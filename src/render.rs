use std::f32::consts::TAU;

use crate::app::AppState;
use crate::config::{
    Color, BACKGROUND, CIRCLE_RADIUS, INTERNAL_HEIGHT, INTERNAL_WIDTH, TRACE_POS_X, TRACE_POS_Y,
};
use crate::display::{Palette, ScreenScale};
use crate::geometry::RotatingPoint;

/// A framebuffer-space vertex with its own color, for shaded triangles.
#[derive(Debug, Clone, Copy, PartialEq)]
pub struct Vertex {
    pub x: f32,
    pub y: f32,
    pub color: Color,
}

impl Vertex {
    pub const fn new(x: f32, y: f32, color: Color) -> Self {
        Self { x, y, color }
    }
}

/// Rasterization capability the renderer draws through. All coordinates
/// are in framebuffer space; callers apply `ScreenScale` before submitting.
pub trait RasterService {
    fn clear(&mut self, color: Color);
    fn fill_rect(&mut self, x0: f32, y0: f32, x1: f32, y1: f32, color: Color);
    /// Flat-filled triangle.
    fn triangle(&mut self, a: (f32, f32), b: (f32, f32), c: (f32, f32), color: Color);
    /// Triangle with per-vertex colors interpolated across the face.
    fn triangle_shaded(&mut self, a: Vertex, b: Vertex, c: Vertex);
}

/// Render one frame: clear, then exactly one of the two draw modes.
pub fn render_frame<R: RasterService>(raster: &mut R, state: &AppState, circle_segments: usize) {
    raster.clear(BACKGROUND);
    if state.radar_mode {
        render_radar(
            raster,
            state.scale,
            state.palette,
            &state.circle_pos,
            &state.radar_pos,
        );
    } else {
        render_circle(
            raster,
            state.scale,
            state.palette,
            &state.circle_pos,
            circle_segments,
        );
    }
}

/// Radar sweep: one shaded triangle, dark at the trace center, bright at
/// the two tracked points.
pub fn render_radar<R: RasterService>(
    raster: &mut R,
    scale: ScreenScale,
    palette: Palette,
    circle_pos: &RotatingPoint,
    radar_pos: &RotatingPoint,
) {
    let center = Vertex::new(
        scale.map_x(TRACE_POS_X),
        scale.map_y(TRACE_POS_Y),
        palette.dark,
    );
    let sweep_a = Vertex::new(
        scale.map_x(circle_pos.x),
        scale.map_y(circle_pos.y),
        palette.bright,
    );
    let sweep_b = Vertex::new(
        scale.map_x(radar_pos.x),
        scale.map_y(radar_pos.y),
        palette.bright,
    );
    raster.triangle_shaded(center, sweep_a, sweep_b);
}

/// Filled pseudo-circle around the tracked point, plus the fixed visual
/// markers: a 2x2 anchor dot at the trace center and two 20px reference
/// bars at the top-left and bottom-right of the canvas.
pub fn render_circle<R: RasterService>(
    raster: &mut R,
    scale: ScreenScale,
    palette: Palette,
    circle_pos: &RotatingPoint,
    segments: usize,
) {
    raster.fill_rect(
        scale.map_x(TRACE_POS_X - 1.0),
        scale.map_y(TRACE_POS_Y - 1.0),
        scale.map_x(TRACE_POS_X + 1.0),
        scale.map_y(TRACE_POS_Y + 1.0),
        palette.bright,
    );
    raster.fill_rect(
        scale.map_x(0.0),
        scale.map_y(0.0),
        scale.map_x(INTERNAL_WIDTH / 2.0),
        scale.map_y(20.0),
        palette.bright,
    );
    raster.fill_rect(
        scale.map_x(INTERNAL_WIDTH / 2.0),
        scale.map_y(INTERNAL_HEIGHT - 20.0),
        scale.map_x(INTERNAL_WIDTH),
        scale.map_y(INTERNAL_HEIGHT),
        palette.bright,
    );

    let center = (scale.map_x(circle_pos.x), scale.map_y(circle_pos.y));
    let angle_step = TAU / segments as f32;
    let rim: Vec<(f32, f32)> = (0..segments)
        .map(|i| {
            let angle = angle_step * i as f32;
            (
                scale.map_x(circle_pos.x + CIRCLE_RADIUS * angle.cos()),
                scale.map_y(circle_pos.y + CIRCLE_RADIUS * angle.sin()),
            )
        })
        .collect();

    // Fan the center against consecutive rim vertex pairs.
    for i in 0..segments {
        let next = (i + 1) % segments;
        raster.triangle(center, rim[i], rim[next], palette.bright);
    }
}

/// Software rasterizer writing RGBA bytes straight into a frame in the
/// `pixels` layout: row-major, four bytes per pixel.
pub struct SoftwareRaster<'a> {
    frame: &'a mut [u8],
    width: u32,
    height: u32,
}

impl<'a> SoftwareRaster<'a> {
    pub fn new(frame: &'a mut [u8], width: u32, height: u32) -> Self {
        debug_assert_eq!(frame.len(), (width * height * 4) as usize);
        Self {
            frame,
            width,
            height,
        }
    }

    fn set_pixel(&mut self, x: i32, y: i32, color: Color) {
        if x < 0 || y < 0 || x >= self.width as i32 || y >= self.height as i32 {
            return;
        }
        let idx = (y as usize * self.width as usize + x as usize) * 4;
        self.frame[idx..idx + 4].copy_from_slice(&color.as_array());
    }
}

/// Signed parallelogram area of (a, b, p); sign tells which side of the
/// edge a-b the point p lies on.
fn edge(ax: f32, ay: f32, bx: f32, by: f32, px: f32, py: f32) -> f32 {
    (bx - ax) * (py - ay) - (by - ay) * (px - ax)
}

impl RasterService for SoftwareRaster<'_> {
    fn clear(&mut self, color: Color) {
        for pixel in self.frame.chunks_exact_mut(4) {
            pixel.copy_from_slice(&color.as_array());
        }
    }

    fn fill_rect(&mut self, x0: f32, y0: f32, x1: f32, y1: f32, color: Color) {
        let x0 = (x0.round().max(0.0) as i32).min(self.width as i32);
        let y0 = (y0.round().max(0.0) as i32).min(self.height as i32);
        let x1 = (x1.round().max(0.0) as i32).min(self.width as i32);
        let y1 = (y1.round().max(0.0) as i32).min(self.height as i32);
        for y in y0..y1 {
            for x in x0..x1 {
                self.set_pixel(x, y, color);
            }
        }
    }

    fn triangle(&mut self, a: (f32, f32), b: (f32, f32), c: (f32, f32), color: Color) {
        self.triangle_shaded(
            Vertex::new(a.0, a.1, color),
            Vertex::new(b.0, b.1, color),
            Vertex::new(c.0, c.1, color),
        );
    }

    fn triangle_shaded(&mut self, a: Vertex, mut b: Vertex, mut c: Vertex) {
        // Wind consistently so all three edge functions share a sign.
        let mut area = edge(a.x, a.y, b.x, b.y, c.x, c.y);
        if area == 0.0 {
            return;
        }
        if area < 0.0 {
            std::mem::swap(&mut b, &mut c);
            area = -area;
        }

        let min_x = a.x.min(b.x).min(c.x).floor().max(0.0) as i32;
        let min_y = a.y.min(b.y).min(c.y).floor().max(0.0) as i32;
        let max_x = a.x.max(b.x).max(c.x).ceil().min(self.width as f32) as i32;
        let max_y = a.y.max(b.y).max(c.y).ceil().min(self.height as f32) as i32;

        for y in min_y..max_y {
            for x in min_x..max_x {
                // Sample at the pixel center.
                let px = x as f32 + 0.5;
                let py = y as f32 + 0.5;
                let w0 = edge(b.x, b.y, c.x, c.y, px, py);
                let w1 = edge(c.x, c.y, a.x, a.y, px, py);
                let w2 = edge(a.x, a.y, b.x, b.y, px, py);
                if w0 < 0.0 || w1 < 0.0 || w2 < 0.0 {
                    continue;
                }
                let (l0, l1, l2) = (w0 / area, w1 / area, w2 / area);
                let color = Color::new(
                    (l0 * a.color.r as f32 + l1 * b.color.r as f32 + l2 * c.color.r as f32).round()
                        as u8,
                    (l0 * a.color.g as f32 + l1 * b.color.g as f32 + l2 * c.color.g as f32).round()
                        as u8,
                    (l0 * a.color.b as f32 + l1 * b.color.b as f32 + l2 * c.color.b as f32).round()
                        as u8,
                    (l0 * a.color.a as f32 + l1 * b.color.a as f32 + l2 * c.color.a as f32).round()
                        as u8,
                );
                self.set_pixel(x, y, color);
            }
        }
    }
}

**What to produce**
Set down each line exactly as it appears, starting at the top of the data and ending at the line containing "are in framebuffer", and include no other lines.

**Result below**
filename src/render.rs
use std::f32::consts::TAU;

use crate::app::AppState;
use crate::config::{
    Color, BACKGROUND, CIRCLE_RADIUS, INTERNAL_HEIGHT, INTERNAL_WIDTH, TRACE_POS_X, TRACE_POS_Y,
};
use crate::display::{Palette, ScreenScale};
use crate::geometry::RotatingPoint;

/// A framebuffer-space vertex with its own color, for shaded triangles.
#[derive(Debug, Clone, Copy, PartialEq)]
pub struct Vertex {
    pub x: f32,
    pub y: f32,
    pub color: Color,
}

impl Vertex {
    pub const fn new(x: f32, y: f32, color: Color) -> Self {
        Self { x, y, color }
    }
}

/// Rasterization capability the renderer draws through. All coordinates
/// are in framebuffer space; callers apply `ScreenScale` before submitting.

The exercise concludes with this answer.